The tour protocols are cookie-cutter predictable. So typically one-size-fits-all garden variety that someone must have written the single-edition playbook on mining public relations and publicity stunts, unabridged, un-updated and dog-eared like an old heirloom bible adhered to religiously like it was written by an omnipresent deity. Unfortunately it is the brazen deception and the diabolical disconnect that are insidiously concealed between the pages and lines of the mining PR playbook that speaks volumes of what exploitation is really all about.
But let us take the tour first. It’s free. Like those mandatory city tours that travel agents package including the side trip to the silk factory and the necessary gift shop right where the strategically located restrooms are. Conscious that as in any tour, it is meant more to impress than to inform, it is still difficult to seek beneath the hyperbole the defiled once living quantum universe killed and buried beneath the post-planted showcase forests and gardens..
The focal point is a freshly grown forest comprised of fertilized flora, young trees thick with leaves and foliage and where possible, fruit trees with the most attractive fruit. The ground beneath is unnaturally green in contrast to what are actually underneath the canopy of genuine ancient forests. Almost always there is a convenient path through the growth that offers magnificent views designed to astound and impress the un-trained eye. The re-genesis easily convinces the gullible that miner’s can indeed create just as well as God did.

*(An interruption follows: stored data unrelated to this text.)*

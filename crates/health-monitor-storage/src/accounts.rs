//! Users, doctor profiles and doctor-patient links

use chrono::Utc;
use sled::transaction::{abort, ConflictableTransactionResult, Transactional};
use sled::Tree;

use health_monitor_core::repository::{DoctorRepository, UserRepository};
use health_monitor_core::{DoctorProfile, RecordId, StoreError, StoreResult, User, UserDraft};

use crate::keys::{decode_id, decode_pair_suffix, id_key, pair_key};
use crate::{db_err, tx_result, SledStore};

const EMPTY: &[u8] = &[];

fn email_taken(email: &str) -> StoreError {
    StoreError::Conflict(format!("email {} is already registered", email))
}

impl SledStore {
    fn load_user(&self, id: RecordId) -> StoreResult<User> {
        let bytes = self
            .users
            .get(id_key(id))
            .map_err(db_err)?
            .ok_or_else(|| StoreError::not_found("user", id))?;
        Ok(serde_json::from_slice(&bytes)?)
    }
}

impl UserRepository for SledStore {
    fn create(&self, draft: UserDraft) -> StoreResult<User> {
        let user = User {
            id: self.next_id()?,
            first_name: draft.first_name,
            last_name: draft.last_name,
            email: draft.email,
            password_hash: draft.password_hash,
            is_doctor: draft.is_doctor,
            created_at: Utc::now(),
        };
        let key = id_key(user.id);
        let bytes = serde_json::to_vec(&user)?;
        let email = user.email.as_str();

        tx_result((&self.users, &self.users_by_email).transaction(
            |(users, by_email)| -> ConflictableTransactionResult<(), StoreError> {
                if by_email.get(email.as_bytes())?.is_some() {
                    return abort(email_taken(email));
                }
                by_email.insert(email.as_bytes(), &key[..])?;
                users.insert(&key[..], bytes.as_slice())?;
                Ok(())
            },
        ))?;

        tracing::debug!(user_id = user.id, "Stored user");
        Ok(user)
    }

    fn get(&self, id: RecordId) -> StoreResult<User> {
        self.load_user(id)
    }

    fn find_by_email(&self, email: &str) -> StoreResult<Option<User>> {
        let Some(id) = self.users_by_email.get(email.as_bytes()).map_err(db_err)? else {
            return Ok(None);
        };
        match self.load_user(decode_id(&id)?) {
            Ok(user) => Ok(Some(user)),
            Err(e) if e.is_not_found() => Ok(None),
            Err(e) => Err(e),
        }
    }

    fn update(&self, user: &User) -> StoreResult<()> {
        let previous = self.load_user(user.id)?;
        let key = id_key(user.id);
        let bytes = serde_json::to_vec(user)?;
        let email = user.email.as_str();
        let old_email = previous.email.as_str();

        tx_result((&self.users, &self.users_by_email).transaction(
            |(users, by_email)| -> ConflictableTransactionResult<(), StoreError> {
                if email != old_email {
                    if let Some(owner) = by_email.get(email.as_bytes())? {
                        if owner[..] != key[..] {
                            return abort(email_taken(email));
                        }
                    }
                    by_email.remove(old_email.as_bytes())?;
                    by_email.insert(email.as_bytes(), &key[..])?;
                }
                users.insert(&key[..], bytes.as_slice())?;
                Ok(())
            },
        ))
    }

    fn delete(&self, id: RecordId) -> StoreResult<()> {
        let previous = self.load_user(id)?;
        let key = id_key(id);
        let email = previous.email.as_str();

        tx_result((&self.users, &self.users_by_email).transaction(
            |(users, by_email)| -> ConflictableTransactionResult<(), StoreError> {
                users.remove(&key[..])?;
                by_email.remove(email.as_bytes())?;
                Ok(())
            },
        ))?;

        tracing::debug!(user_id = id, "Removed user");
        Ok(())
    }
}

/// Second ids of every pair key starting with `first`
fn linked_ids(tree: &Tree, first: RecordId) -> StoreResult<Vec<RecordId>> {
    tree.scan_prefix(id_key(first))
        .keys()
        .map(|key| decode_pair_suffix(&key.map_err(db_err)?))
        .collect()
}

impl DoctorRepository for SledStore {
    fn save_profile(&self, profile: &DoctorProfile) -> StoreResult<()> {
        let bytes = serde_json::to_vec(profile)?;
        self.doctor_profiles
            .insert(id_key(profile.user_id), bytes)
            .map_err(db_err)?;
        Ok(())
    }

    fn profile(&self, user_id: RecordId) -> StoreResult<Option<DoctorProfile>> {
        match self.doctor_profiles.get(id_key(user_id)).map_err(db_err)? {
            Some(bytes) => Ok(Some(serde_json::from_slice(&bytes)?)),
            None => Ok(None),
        }
    }

    fn assign_patient(&self, doctor_id: RecordId, patient_id: RecordId) -> StoreResult<()> {
        let forward = pair_key(doctor_id, patient_id);
        let reverse = pair_key(patient_id, doctor_id);

        tx_result((&self.doctor_patients, &self.patient_doctors).transaction(
            |(patients, doctors)| -> ConflictableTransactionResult<(), StoreError> {
                patients.insert(&forward[..], EMPTY)?;
                doctors.insert(&reverse[..], EMPTY)?;
                Ok(())
            },
        ))
    }

    fn is_assigned(&self, doctor_id: RecordId, patient_id: RecordId) -> StoreResult<bool> {
        self.doctor_patients
            .contains_key(pair_key(doctor_id, patient_id))
            .map_err(db_err)
    }

    fn patient_ids(&self, doctor_id: RecordId) -> StoreResult<Vec<RecordId>> {
        linked_ids(&self.doctor_patients, doctor_id)
    }

    fn remove_user(&self, user_id: RecordId) -> StoreResult<()> {
        let patients = linked_ids(&self.doctor_patients, user_id)?;
        let doctors = linked_ids(&self.patient_doctors, user_id)?;

        tx_result(
            (&self.doctor_profiles, &self.doctor_patients, &self.patient_doctors).transaction(
                |(profiles, forward, reverse)| -> ConflictableTransactionResult<(), StoreError> {
                    profiles.remove(&id_key(user_id)[..])?;
                    for &patient in &patients {
                        forward.remove(&pair_key(user_id, patient)[..])?;
                        reverse.remove(&pair_key(patient, user_id)[..])?;
                    }
                    for &doctor in &doctors {
                        forward.remove(&pair_key(doctor, user_id)[..])?;
                        reverse.remove(&pair_key(user_id, doctor)[..])?;
                    }
                    Ok(())
                },
            ),
        )?;

        tracing::debug!(
            user_id,
            patients = patients.len(),
            doctors = doctors.len(),
            "Removed doctor links"
        );
        Ok(())
    }
}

The tour nears its end with a visit to the brightly whitewashed school buildings with its room of laptops and flat screen monitors. The accompanying spiel declares how the mining company has enabled the unfortunate denizens of the boondocks to time travel to the age of the internet from the slash and burn communities they were condemned to had not mining come to town.
The final stop are pop-up clinics and the makeshift stalls and stores erected for the disenfranchised families of the farmers and fisher folk whose principals now work at the mines, some cleaning up wastes, effluent mudflows and other such fulfilling careers offered by the mining company.
In 1787 as the Russian Empress Catherine II journeyed to the Crimea along the banks of the Dnieper River, she was greeted by impressive settlements and villages. The reality was that the villages where recently erected by her lover, Grigory Potemkin. These were meant to fool the empress. They would be disassembled after being viewed and then, being portable; they were re-assembled farther down her route.
As apolitical economics was infected with a viral political gene, the term “Potemkin Village” came to be anything built to deceive, camouflage or hide an ugly reality. Today we can often see this in the vicinity of the international airport, along scenic routes by the bay or at the perimeters of slum and squatter neighborhoods.
Unfortunately, some of those mining communities that are part of the mandatory media tour are nothing more than Hollywood backlots or Potemkin villages. Nothing more than a publicity stunt to accompany the greenwashing campaign launched by mining companies as they cite questionable economic data they imagine would appeal more to conflicted legislators or starving opinion writers and mining engineers than it would to the tragically victimized and affected farming or fishing constituencies now extinct under the political subdivision represented by solons.
Add to the default Potemkin village tour a healthy dose of publicity, throw in millions more for a full fledged campaign, purchase meters of column space, hours of prime time talk shows, fund strategic congressional seats and popular albeit intellectually low-caliber mouthpieces, and the greenwashing spin cycle revs up, enters a new chapter of the PR playbook, and can fool even the highest officials of the land.